L’8 giugno 1967 i Procol
Harum raggiungono il primo posto
della classifica britannica con A Whiter
Shade of Pale. È un passaggio semplice, quasi silenzioso, ma
segna l’inizio di una presenza costante nelle radio e nelle classifiche per
molte settimane.
Il singolo era uscito da poco più di un mese e si era fatto
notare per un suono che non seguiva le tendenze del momento. L’organo di Matthew
Fisher richiama il linguaggio barocco, la voce di Gary Brooker
mantiene un tono pacato e il testo di Keith Reid procede per immagini
che restano volutamente aperte. Il risultato è una che lavora su un clima
sospeso e riconoscibile fin dal primo accordo.
Il pubblico la accoglie con naturalezza. In un periodo ricco
di sperimentazioni, il brano offre qualcosa di diverso senza forzature. La
melodia resta impressa, il ritmo lento invita all’ascolto e la struttura
semplice permette alla canzone di circolare ovunque, dalle radio ai locali.

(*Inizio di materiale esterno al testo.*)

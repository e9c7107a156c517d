//! Shell selection per host platform.

use std::fmt;

/// Target platform family for shell dispatch.
#[derive(Debug, Clone, Copy, PartialEq, Eq, Hash)]
pub enum Platform {
    Posix,
    Windows,
}

/// How a command string is handed to the platform shell.
#[derive(Debug, Clone, Copy, PartialEq, Eq)]
pub struct Shell {
    pub program: &'static str,
    pub flag: &'static str,
}

const POSIX_SHELL: Shell = Shell {
    program: "sh",
    flag: "-c",
};

const WINDOWS_SHELL: Shell = Shell {
    program: "cmd.exe",
    flag: "/C",
};

impl Platform {
    /// The platform this binary was built for.
    #[must_use]
    pub const fn current() -> Self {
        if cfg!(windows) {
            Self::Windows
        } else {
            Self::Posix
        }
    }

    #[must_use]
    pub const fn shell(self) -> Shell {
        match self {
            Self::Posix => POSIX_SHELL,
            Self::Windows => WINDOWS_SHELL,
        }
    }
}

impl fmt::Display for Platform {
    fn fmt(&self, f: &mut fmt::Formatter<'_>) -> fmt::Result {
        match self {
            Self::Posix => f.write_str("posix"),
            Self::Windows => f.write_str("windows"),
        }
    }
}
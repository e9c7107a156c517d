//! Event action engine: reacts to events by running the matching rules.
//!
//! For each dispatched event the engine builds one [`ExecutionContext`],
//! binds it to a copy of the base executor, and runs every matching rule.
//! Within a rule, steps run in declaration order and the first failing step
//! stops the rule. Rules are independent of each other.

use std::sync::Arc;

use badger_domain::action::{Action, ActionConfig};
use badger_domain::error::BadgerError;
use badger_domain::event::{Event, ExecutionContext};
use badger_domain::id::EventId;
use badger_domain::rule::EventAction;
use chrono::{DateTime, Utc};

use crate::execute::Execute;
use crate::executor::Executor;
use crate::ports::{ApiClient, DatabaseRunner};

/// Outcome of dispatching one event.
#[derive(Debug)]
pub struct DispatchReport {
    pub event_id: EventId,
    pub event_type: String,
    pub source: String,
    pub started_at: DateTime<Utc>,
    pub finished_at: DateTime<Utc>,
    /// One entry per matching rule, in configuration order.
    pub rules: Vec<RuleOutcome>,
}

impl DispatchReport {
    /// `true` when every matching rule ran to completion.
    #[must_use]
    pub fn is_success(&self) -> bool {
        self.rules.iter().all(RuleOutcome::is_success)
    }

    pub fn failures(&self) -> impl Iterator<Item = &RuleOutcome> {
        self.rules.iter().filter(|rule| !rule.is_success())
    }
}

/// What happened to one rule during a dispatch.
#[derive(Debug)]
pub struct RuleOutcome {
    pub rule: String,
    /// Number of steps that completed successfully.
    pub completed: usize,
    pub total: usize,
    pub failure: Option<StepFailure>,
}

impl RuleOutcome {
    #[must_use]
    pub fn is_success(&self) -> bool {
        self.failure.is_none()
    }
}

/// The step that stopped a rule.
#[derive(Debug)]
pub struct StepFailure {
    /// Zero-based position of the step in the rule.
    pub step: usize,
    /// Configured action type of the step.
    pub kind: String,
    pub error: BadgerError,
}

/// Runs event actions against a base [`Executor`].
pub struct EventActionEngine<D, A> {
    rules: Vec<EventAction>,
    executor: Executor<D, A>,
}

impl<D, A> EventActionEngine<D, A>
where
    D: DatabaseRunner + Send + Sync,
    A: ApiClient + Send + Sync,
{
    /// Create a new engine.
    pub fn new(rules: Vec<EventAction>, executor: Executor<D, A>) -> Self {
        Self { rules, executor }
    }

    #[must_use]
    pub fn rules(&self) -> &[EventAction] {
        &self.rules
    }

    #[must_use]
    pub fn executor(&self) -> &Executor<D, A> {
        &self.executor
    }

    /// Rules triggered by an event of `event_type` from `source`.
    pub fn matching<'a>(
        &'a self,
        event_type: &'a str,
        source: &'a str,
    ) -> impl Iterator<Item = &'a EventAction> + 'a {
        self.rules
            .iter()
            .filter(move |rule| rule.matches(event_type, source))
    }

    /// Run every rule matching `event`.
    #[tracing::instrument(
        skip(self, event),
        fields(event_id = %event.id, event_type = %event.event_type, source = %event.source)
    )]
    pub async fn dispatch(&self, event: &Event) -> DispatchReport {
        let started_at = Utc::now();
        let executor = self.executor.with_context(Arc::new(event.context()));

        let mut rules = Vec::new();
        for rule in self.matching(&event.event_type, &event.source) {
            rules.push(self.run_rule(rule, &executor).await);
        }
        if rules.is_empty() {
            tracing::debug!("no event action matches");
        }

        DispatchReport {
            event_id: event.id,
            event_type: event.event_type.clone(),
            source: event.source.clone(),
            started_at,
            finished_at: Utc::now(),
            rules,
        }
    }

    /// Build, validate and run one step outside of any rule.
    ///
    /// # Errors
    ///
    /// Returns the factory, validation or execution error of the step.
    #[tracing::instrument(skip(self, config, context), fields(kind = %config.kind))]
    pub async fn run_action(
        &self,
        config: &ActionConfig,
        context: Option<Arc<ExecutionContext>>,
    ) -> Result<(), BadgerError> {
        let executor = match context {
            Some(context) => self.executor.with_context(context),
            None => self.executor.clone(),
        };
        run_step(config, &executor).await
    }

    async fn run_rule(&self, rule: &EventAction, executor: &Executor<D, A>) -> RuleOutcome {
        let total = rule.run.len();
        for (step, config) in rule.run.iter().enumerate() {
            if let Err(error) = run_step(config, executor).await {
                tracing::warn!(rule = %rule.name, step, kind = %config.kind, %error, "event action step failed");
                return RuleOutcome {
                    rule: rule.name.clone(),
                    completed: step,
                    total,
                    failure: Some(StepFailure {
                        step,
                        kind: config.kind.clone(),
                        error,
                    }),
                };
            }
        }
        tracing::info!(rule = %rule.name, steps = total, "event action completed");
        RuleOutcome {
            rule: rule.name.clone(),
            completed: total,
            total,
            failure: None,
        }
    }
}

async fn run_step<D, A>(config: &ActionConfig, executor: &Executor<D, A>) -> Result<(), BadgerError>
where
    D: DatabaseRunner + Send + Sync,
    A: ApiClient + Send + Sync,
{
    let action = Action::from_config(config)?;
    action.validate()?;
    tracing::debug!(%action, "executing action");
    action.execute(executor).await
}
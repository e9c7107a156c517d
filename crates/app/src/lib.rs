//! # badger-app
//!
//! Application layer: executor, **port definitions** (traits) and the event
//! action engine.
//!
//! ## Responsibilities
//! - Define **port traits** that adapters must implement (driven/outbound ports):
//!   - `DatabaseRunner`: runs `db` action requests
//!   - `ApiClient`: raw calls against the remote API
//! - Provide the `Executor` that binds collaborators and the per-event
//!   execution context
//! - Implement the `Execute` capability for every action variant, including
//!   the child process runner behind `exec`
//! - Provide the `EventActionEngine` that matches events to rules and runs
//!   their steps in order, fail-fast per rule
//!
//! ## Dependency rule
//! Depends on `badger-domain` only (plus `tokio::process` for child processes).
//! Never imports adapter crates. Adapters depend on *this* crate, not the reverse.

pub mod engine;
pub mod execute;
pub mod executor;
pub mod ports;
pub mod process;

#[cfg(test)]
mod testing;
//! The executor: collaborators plus the context of the event being handled.

use std::sync::Arc;

use badger_domain::event::ExecutionContext;
use badger_domain::shell::Platform;

/// Holds the database and API collaborators and, for one event run, the
/// execution context actions template against.
///
/// The base executor lives for the whole application run. Each event gets a
/// context-bound copy from [`Executor::with_context`]; collaborators are
/// shared through `Arc`, so binding never touches the base executor.
#[derive(Debug)]
pub struct Executor<D, A> {
    db: Arc<D>,
    api: Arc<A>,
    platform: Platform,
    context: Option<Arc<ExecutionContext>>,
}

impl<D, A> Clone for Executor<D, A> {
    fn clone(&self) -> Self {
        Self {
            db: Arc::clone(&self.db),
            api: Arc::clone(&self.api),
            platform: self.platform,
            context: self.context.clone(),
        }
    }
}

impl<D, A> Executor<D, A> {
    /// Create a base executor without a context.
    pub fn new(db: D, api: A) -> Self {
        Self::from_shared(Arc::new(db), Arc::new(api))
    }

    /// Create a base executor from already shared collaborators.
    pub fn from_shared(db: Arc<D>, api: Arc<A>) -> Self {
        Self {
            db,
            api,
            platform: Platform::current(),
            context: None,
        }
    }

    /// Shallow copy carrying `context`.
    #[must_use]
    pub fn with_context(&self, context: Arc<ExecutionContext>) -> Self {
        Self {
            context: Some(context),
            ..self.clone()
        }
    }

    /// The context of the current run, if one is bound.
    #[must_use]
    pub fn context(&self) -> Option<&ExecutionContext> {
        self.context.as_deref()
    }

    #[must_use]
    pub fn db(&self) -> &D {
        &self.db
    }

    #[must_use]
    pub fn api(&self) -> &A {
        &self.api
    }

    #[must_use]
    pub fn platform(&self) -> Platform {
        self.platform
    }
}

#[cfg(test)]
mod tests {
    use serde_json::json;

    use super::*;
    use crate::testing::{RecordingApi, RecordingDatabase};

    fn base() -> Executor<RecordingDatabase, RecordingApi> {
        Executor::new(RecordingDatabase::default(), RecordingApi::default())
    }

    #[test]
    fn should_start_without_context() {
        assert!(base().context().is_none());
    }

    #[test]
    fn should_bind_context_without_touching_base() {
        let base = base();
        let ctx = Arc::new(ExecutionContext::new("pull.start", "accounts", json!(null)));

        let bound = base.with_context(Arc::clone(&ctx));

        assert!(base.context().is_none());
        assert_eq!(bound.context().map(ExecutionContext::event_type), Some("pull.start"));
        assert!(std::ptr::eq(base.db(), bound.db()));
        assert!(std::ptr::eq(base.api(), bound.api()));
    }

    #[test]
    fn should_keep_bound_executors_independent() {
        let base = base();
        let first = base.with_context(Arc::new(ExecutionContext::new("a", "", json!(null))));
        let second = base.with_context(Arc::new(ExecutionContext::new("b", "", json!(null))));

        assert_eq!(first.context().map(ExecutionContext::event_type), Some("a"));
        assert_eq!(second.context().map(ExecutionContext::event_type), Some("b"));
    }

    #[test]
    fn should_use_host_platform() {
        assert_eq!(base().platform(), Platform::current());
    }
}
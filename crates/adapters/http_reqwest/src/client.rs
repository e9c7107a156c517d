//! reqwest implementation of [`ApiClient`].

use std::collections::BTreeMap;
use std::time::Duration;

use reqwest::Method;
use reqwest::header::AUTHORIZATION;

use badger_app::ports::ApiClient;
use badger_domain::error::BadgerError;

use crate::error::HttpClientError;

const PREVIEW_LIMIT: usize = 500;

/// Configuration for the remote API adapter.
#[derive(Debug, Clone)]
pub struct Config {
    /// Prefix of every endpoint, e.g. `https://badgerapis.badgermapping.com/api/2`.
    pub base_url: String,
    /// Sent as `Authorization: Token <key>` when non-empty.
    pub api_key: String,
    pub timeout: Duration,
}

impl Config {
    /// Build a [`ReqwestApiClient`] from this configuration.
    ///
    /// # Errors
    ///
    /// Returns [`HttpClientError::Transport`] if the HTTP client cannot be
    /// initialized.
    pub fn build(self) -> Result<ReqwestApiClient, HttpClientError> {
        let http = reqwest::Client::builder().timeout(self.timeout).build()?;
        Ok(ReqwestApiClient {
            http,
            base_url: self.base_url.trim_end_matches('/').to_string(),
            api_key: self.api_key,
        })
    }
}

/// Remote API client issuing raw requests on behalf of `api` actions.
pub struct ReqwestApiClient {
    http: reqwest::Client,
    base_url: String,
    api_key: String,
}

impl ReqwestApiClient {
    fn url(&self, endpoint: &str) -> String {
        if endpoint.starts_with("http://") || endpoint.starts_with("https://") {
            return endpoint.to_string();
        }
        if endpoint.starts_with('/') {
            format!("{}{endpoint}", self.base_url)
        } else {
            format!("{}/{endpoint}", self.base_url)
        }
    }

    async fn send(
        &self,
        method: &str,
        endpoint: &str,
        data: &BTreeMap<String, String>,
    ) -> Result<Vec<u8>, HttpClientError> {
        let method = parse_method(method)?;
        let with_body = method == Method::POST || method == Method::PATCH;
        let url = self.url(endpoint);

        let mut request = self.http.request(method.clone(), &url);
        if !self.api_key.is_empty() {
            request = request.header(AUTHORIZATION, format!("Token {}", self.api_key));
        }
        if with_body && !data.is_empty() {
            request = request.form(data);
        }

        tracing::debug!(%method, %url, "sending api request");
        let response = request.send().await?;
        let status = response.status();
        let body = response.bytes().await?;

        if !status.is_success() {
            return Err(HttpClientError::UnexpectedStatus {
                status: status.as_u16(),
                preview: preview(&body),
            });
        }
        Ok(body.to_vec())
    }
}

impl ApiClient for ReqwestApiClient {
    async fn raw_request(
        &self,
        method: &str,
        endpoint: &str,
        data: &BTreeMap<String, String>,
    ) -> Result<Vec<u8>, BadgerError> {
        Ok(self.send(method, endpoint, data).await?)
    }
}

fn parse_method(method: &str) -> Result<Method, HttpClientError> {
    match method.trim().to_ascii_uppercase().as_str() {
        "GET" => Ok(Method::GET),
        "POST" => Ok(Method::POST),
        "PATCH" => Ok(Method::PATCH),
        "DELETE" => Ok(Method::DELETE),
        _ => Err(HttpClientError::UnsupportedMethod(method.to_string())),
    }
}

/// First [`PREVIEW_LIMIT`] characters of a response body.
fn preview(body: &[u8]) -> String {
    let text = String::from_utf8_lossy(body);
    match text.char_indices().nth(PREVIEW_LIMIT) {
        Some((cut, _)) => format!("{}...", &text[..cut]),
        None => text.into_owned(),
    }
}
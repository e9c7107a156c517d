//! `SQLite` implementation of [`DatabaseRunner`].

use std::collections::BTreeMap;

use serde_json::Value;
use sqlx::query::Query;
use sqlx::sqlite::{Sqlite, SqliteArguments};
use sqlx::SqlitePool;

use badger_app::ports::DatabaseRunner;
use badger_domain::action::DbRequest;
use badger_domain::error::BadgerError;

use crate::error::StorageError;

type SqliteQuery<'q> = Query<'q, Sqlite, SqliteArguments<'q>>;

/// Runs `db` requests against a `SQLite` pool.
///
/// `command` names a statement from the configured command table, `query`
/// is raw SQL; `command` wins when both are present. The nested `args`
/// sequence is bound positionally.
pub struct SqliteDatabaseRunner {
    pool: SqlitePool,
    commands: BTreeMap<String, String>,
}

impl SqliteDatabaseRunner {
    /// Create a new runner using the given connection pool.
    #[must_use]
    pub fn new(pool: SqlitePool) -> Self {
        Self {
            pool,
            commands: BTreeMap::new(),
        }
    }

    /// Set the named statements available to `command`.
    #[must_use]
    pub fn with_commands(mut self, commands: BTreeMap<String, String>) -> Self {
        self.commands = commands;
        self
    }

    fn resolve<'a>(&'a self, request: &'a DbRequest) -> Result<&'a str, StorageError> {
        let sql = if let Some(name) = request.str_arg("command") {
            self.commands
                .get(name)
                .map(String::as_str)
                .ok_or_else(|| StorageError::UnknownCommand(name.to_string()))?
        } else if let Some(query) = request.str_arg("query") {
            query
        } else if request.args.contains_key("function") {
            return Err(StorageError::Unsupported("function"));
        } else if request.args.contains_key("procedure") {
            return Err(StorageError::Unsupported("procedure"));
        } else {
            return Err(StorageError::MissingOperation);
        };

        if sql.trim().is_empty() {
            return Err(StorageError::EmptyQuery);
        }
        Ok(sql)
    }
}

impl DatabaseRunner for SqliteDatabaseRunner {
    async fn run_action(&self, request: DbRequest) -> Result<(), BadgerError> {
        let sql = self.resolve(&request)?;

        let query = request
            .params()
            .iter()
            .fold(sqlx::query(sql), |query, value| bind_value(query, value));
        let result = query
            .execute(&self.pool)
            .await
            .map_err(StorageError::from)?;

        tracing::debug!(rows = result.rows_affected(), "db action executed");
        Ok(())
    }
}

/// Bind one JSON parameter with its natural `SQLite` type. Nested maps and
/// sequences are bound as their JSON text.
fn bind_value<'q>(query: SqliteQuery<'q>, value: &Value) -> SqliteQuery<'q> {
    match value {
        Value::Null => query.bind(None::<String>),
        Value::Bool(flag) => query.bind(*flag),
        Value::Number(number) => match number.as_i64() {
            Some(int) => query.bind(int),
            None => query.bind(number.as_f64()),
        },
        Value::String(text) => query.bind(text.clone()),
        nested => query.bind(nested.to_string()),
    }
}
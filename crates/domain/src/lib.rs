//! # badger-domain
//!
//! Pure domain model for badger event actions.
//!
//! ## Responsibilities
//! - Foundational types: typed identifiers, error conventions
//! - Define the **execution context** (event type, source, payload) and its
//!   lazily normalized, traversable payload
//! - Define the **token engine** that injects event metadata into strings
//!   (`$EVENT_TYPE`, `$EVENT_PAYLOAD[account.id]`, …)
//! - Define the **action variants** (`exec`, `db`, `api`), their argument
//!   shapes, validation rules and the factory that builds them from generic
//!   `{type, args}` records
//! - Define **event actions** (event → ordered steps rules)
//!
//! ## Dependency rule
//! This crate has **no internal dependencies**.
//! It never spawns processes, opens sockets or touches a database: actions
//! only describe *what* to run. Executing them is the job of `badger-app`.

pub mod error;
pub mod id;

pub mod action;
pub mod event;
pub mod rule;
pub mod shell;
pub mod token;
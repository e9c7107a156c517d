//! # badger-adapter-http-reqwest
//!
//! Remote API adapter using [reqwest](https://docs.rs/reqwest).
//!
//! ## Responsibilities
//! - Implement the `ApiClient` port defined in `badger-app::ports::api`
//! - Authenticate with the configured API key (`Authorization: Token …`)
//! - Encode `data` as a form body and surface unexpected statuses as errors
//!
//! ## Dependency rule
//! Depends on `badger-app` (for port traits) and `badger-domain` (for domain types).
//! The `app` and `domain` crates must never reference this adapter.

mod client;
mod error;

pub use client::{Config, ReqwestApiClient};
pub use error::HttpClientError;
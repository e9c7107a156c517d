//! Configuration loading: TOML file with environment variable overrides.
//!
//! Looks for `badger.toml` in the working directory (or the path in
//! `BADGER_CONFIG`). Every field has a sensible default so the file is
//! optional. Environment variables take precedence over file values.

use std::collections::BTreeMap;
use std::time::Duration;

use serde::Deserialize;

use badger_domain::error::BadgerError;
use badger_domain::rule::EventAction;

const DEFAULT_PATH: &str = "badger.toml";

/// Top-level configuration.
#[derive(Debug, Default, Deserialize)]
#[serde(default)]
pub struct Config {
    /// HTTP server settings.
    pub server: ServerConfig,
    /// Database settings.
    pub database: DatabaseConfig,
    /// Remote API settings.
    pub api: ApiConfig,
    /// Logging settings.
    pub logging: LoggingConfig,
    /// Event actions to run.
    pub rules: Vec<EventAction>,
}

/// HTTP listener configuration.
#[derive(Debug, Deserialize)]
#[serde(default)]
pub struct ServerConfig {
    /// Address to bind to (e.g. `0.0.0.0`).
    pub host: String,
    /// TCP port.
    pub port: u16,
}

/// `SQLite` database configuration.
#[derive(Debug, Deserialize)]
#[serde(default)]
pub struct DatabaseConfig {
    /// `SQLite` connection URL or file path.
    pub url: String,
    /// Upper bound on pooled connections.
    pub max_connections: u32,
    /// Named statements available to `db` actions through `command`.
    pub commands: BTreeMap<String, String>,
}

/// Remote API configuration.
#[derive(Debug, Deserialize)]
#[serde(default)]
pub struct ApiConfig {
    pub base_url: String,
    pub api_key: String,
    /// Per-request timeout, in seconds.
    pub timeout_secs: u64,
}

/// Logging configuration.
#[derive(Debug, Deserialize)]
#[serde(default)]
pub struct LoggingConfig {
    /// Filter directive (`RUST_LOG` syntax).
    pub filter: String,
}

impl Config {
    /// Load configuration from `badger.toml` (if present) then apply
    /// environment-variable overrides.
    ///
    /// # Errors
    ///
    /// Returns an error if the TOML file exists but is malformed, or if the
    /// resulting configuration is invalid.
    pub fn load() -> Result<Self, ConfigError> {
        let path = std::env::var("BADGER_CONFIG").unwrap_or_else(|_| DEFAULT_PATH.to_string());
        let mut config = Self::from_file(&path)?;
        config.apply_env_overrides();
        config.validate()?;
        Ok(config)
    }

    fn from_file(path: &str) -> Result<Self, ConfigError> {
        match std::fs::read_to_string(path) {
            Ok(content) => toml::from_str(&content).map_err(ConfigError::Parse),
            Err(err) if err.kind() == std::io::ErrorKind::NotFound => Ok(Self::default()),
            Err(err) => Err(ConfigError::Io(err)),
        }
    }

    fn apply_env_overrides(&mut self) {
        if let Ok(val) = std::env::var("BADGER_HOST") {
            self.server.host = val;
        }
        if let Ok(val) = std::env::var("BADGER_PORT") {
            if let Ok(port) = val.parse() {
                self.server.port = port;
            }
        }
        if let Ok(val) = std::env::var("BADGER_BIND") {
            if let Some((host, port)) = val.rsplit_once(':') {
                self.server.host = host.to_string();
                if let Ok(port) = port.parse() {
                    self.server.port = port;
                }
            }
        }
        if let Ok(val) = std::env::var("BADGER_DATABASE_URL") {
            self.database.url = val;
        }
        if let Ok(val) = std::env::var("BADGER_API_URL") {
            self.api.base_url = val;
        }
        if let Ok(val) = std::env::var("BADGER_API_KEY") {
            self.api.api_key = val;
        }
        if let Ok(val) = std::env::var("BADGER_LOG") {
            self.logging.filter = val;
        }
        if let Ok(val) = std::env::var("RUST_LOG") {
            self.logging.filter = val;
        }
    }

    /// Check server settings and every configured rule, including that each
    /// step builds into a valid action.
    fn validate(&self) -> Result<(), ConfigError> {
        if self.server.port == 0 {
            return Err(ConfigError::Validation("port must be non-zero".to_string()));
        }
        if self.database.max_connections == 0 {
            return Err(ConfigError::Validation(
                "database max_connections must be non-zero".to_string(),
            ));
        }
        if self.api.timeout_secs == 0 {
            return Err(ConfigError::Validation(
                "api timeout must be non-zero".to_string(),
            ));
        }
        for rule in &self.rules {
            rule.validate().map_err(|err| ConfigError::Rule {
                name: rule.name.clone(),
                source: err.into(),
            })?;
            rule.steps().map_err(|source| ConfigError::Rule {
                name: rule.name.clone(),
                source,
            })?;
        }
        Ok(())
    }

    /// Return the `host:port` bind address.
    #[must_use]
    pub fn bind_addr(&self) -> String {
        format!("{}:{}", self.server.host, self.server.port)
    }

    /// Return the database URL in `sqlx`-compatible format.
    #[must_use]
    pub fn database_url(&self) -> &str {
        &self.database.url
    }

    #[must_use]
    pub fn api_timeout(&self) -> Duration {
        Duration::from_secs(self.api.timeout_secs)
    }
}

impl Default for ServerConfig {
    fn default() -> Self {
        Self {
            host: "0.0.0.0".to_string(),
            port: 3000,
        }
    }
}

impl Default for DatabaseConfig {
    fn default() -> Self {
        Self {
            url: "sqlite:badger.db?mode=rwc".to_string(),
            max_connections: 5,
            commands: BTreeMap::new(),
        }
    }
}

impl Default for ApiConfig {
    fn default() -> Self {
        Self {
            base_url: "https://badgerapis.badgermapping.com/api/2".to_string(),
            api_key: String::new(),
            timeout_secs: 30,
        }
    }
}

impl Default for LoggingConfig {
    fn default() -> Self {
        Self {
            filter: "badgerd=info,badger_app=info,tower_http=debug".to_string(),
        }
    }
}

/// Configuration errors.
#[derive(Debug, thiserror::Error)]
pub enum ConfigError {
    /// TOML parse failure.
    #[error("failed to parse config file")]
    Parse(#[from] toml::de::Error),
    /// File I/O failure.
    #[error("failed to read config file")]
    Io(#[from] std::io::Error),
    /// Semantic validation failure.
    #[error("invalid configuration: {0}")]
    Validation(String),
    /// A configured event action cannot run.
    #[error("invalid event action '{name}': {source}")]
    Rule { name: String, source: BadgerError },
}
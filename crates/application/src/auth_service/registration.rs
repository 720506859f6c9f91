use super::*;

impl AuthService {
    /// Registers a user with credentials issued by the auth service.
    pub async fn register(&self, input: RegisterInput) -> AppResult<RegistrationResult> {
        let login = validate_login(&input.login)?;
        let email = EmailAddress::new(input.email)?;
        validate_password(&input.password)?;

        if self
            .users
            .find_optional(&UserLookup::Login(login.clone()))
            .await?
            .is_some()
        {
            return Err(AppError::Conflict(format!("login '{login}' is already taken")));
        }

        if self
            .users
            .find_optional(&UserLookup::Email(email.clone()))
            .await?
            .is_some()
        {
            return Err(AppError::Conflict(format!(
                "email '{}' is already registered",
                email.as_str()
            )));
        }

        let issued = self
            .gateway
            .register_user(GatewayRegisterRequest {
                email: email.as_str().to_owned(),
                password: input.password,
                role: input.role,
            })
            .await?;

        let user = self
            .users
            .create(NewUser {
                login,
                first_name: input.first_name,
                last_name: input.last_name,
                email: email.into(),
                password_hash: issued.password_hash,
                password_salt: issued.password_salt,
                role: input.role,
            })
            .await?;

        Ok(RegistrationResult {
            user_id: user.id,
            login: user.login,
            email: user.email,
            token: issued.token,
        })
    }

    /// Replaces a user's password with credentials issued by the auth service.
    pub async fn reset_password(&self, input: PasswordResetInput) -> AppResult<RegistrationResult> {
        let email = EmailAddress::new(input.email)?;
        validate_password(&input.password)?;

        let user = self
            .users
            .find(&UserLookup::Email(email.clone()))
            .await?;

        let issued = self
            .gateway
            .register_user(GatewayRegisterRequest {
                email: email.as_str().to_owned(),
                password: input.password,
                role: user.role,
            })
            .await?;

        let user = self
            .users
            .update_credentials(email.as_str(), issued.password_hash, issued.password_salt)
            .await?;

        Ok(RegistrationResult {
            user_id: user.id,
            login: user.login,
            email: user.email,
            token: issued.token,
        })
    }
}
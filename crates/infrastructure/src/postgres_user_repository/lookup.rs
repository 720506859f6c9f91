use super::*;

impl PostgresUserRepository {
    pub(super) async fn find_impl(&self, lookup: &UserLookup) -> AppResult<Option<User>> {
        let query = match lookup {
            UserLookup::Id(user_id) => sqlx::query_as::<_, UserRow>(
                r#"
                SELECT id, login, first_name, last_name, email, password_hash,
                       password_salt, role, created_at, updated_at
                FROM users
                WHERE id = $1
                "#,
            )
            .bind(user_id.as_uuid()),
            UserLookup::Login(login) => sqlx::query_as::<_, UserRow>(
                r#"
                SELECT id, login, first_name, last_name, email, password_hash,
                       password_salt, role, created_at, updated_at
                FROM users
                WHERE login = $1
                "#,
            )
            .bind(login.as_str()),
            UserLookup::Email(email) => sqlx::query_as::<_, UserRow>(
                r#"
                SELECT id, login, first_name, last_name, email, password_hash,
                       password_salt, role, created_at, updated_at
                FROM users
                WHERE email = $1
                "#,
            )
            .bind(email.as_str()),
        };

        let row = query
            .fetch_optional(&self.pool)
            .await
            .map_err(|error| AppError::Internal(format!("failed to find user by {lookup}: {error}")))?;

        row.map(User::try_from).transpose()
    }
}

Il successo iniziale si trasforma presto in un riferimento
stabile. Il brano entra in molte colonne sonore, viene ripreso da altri artisti
e diventa uno dei simboli più duraturi del 1967. La sua forza sta nella
capacità di mantenere intatta l’atmosfera originaria anche dopo decenni.
Il primo posto dell’8 giugno 1967 è solo l’inizio di un percorso che porterà A Whiter Shade of Pale a essere considerata una delle canzoni più note del Novecento. La sua storia continua ancora oggi, con la stessa semplicità con cui era iniziata.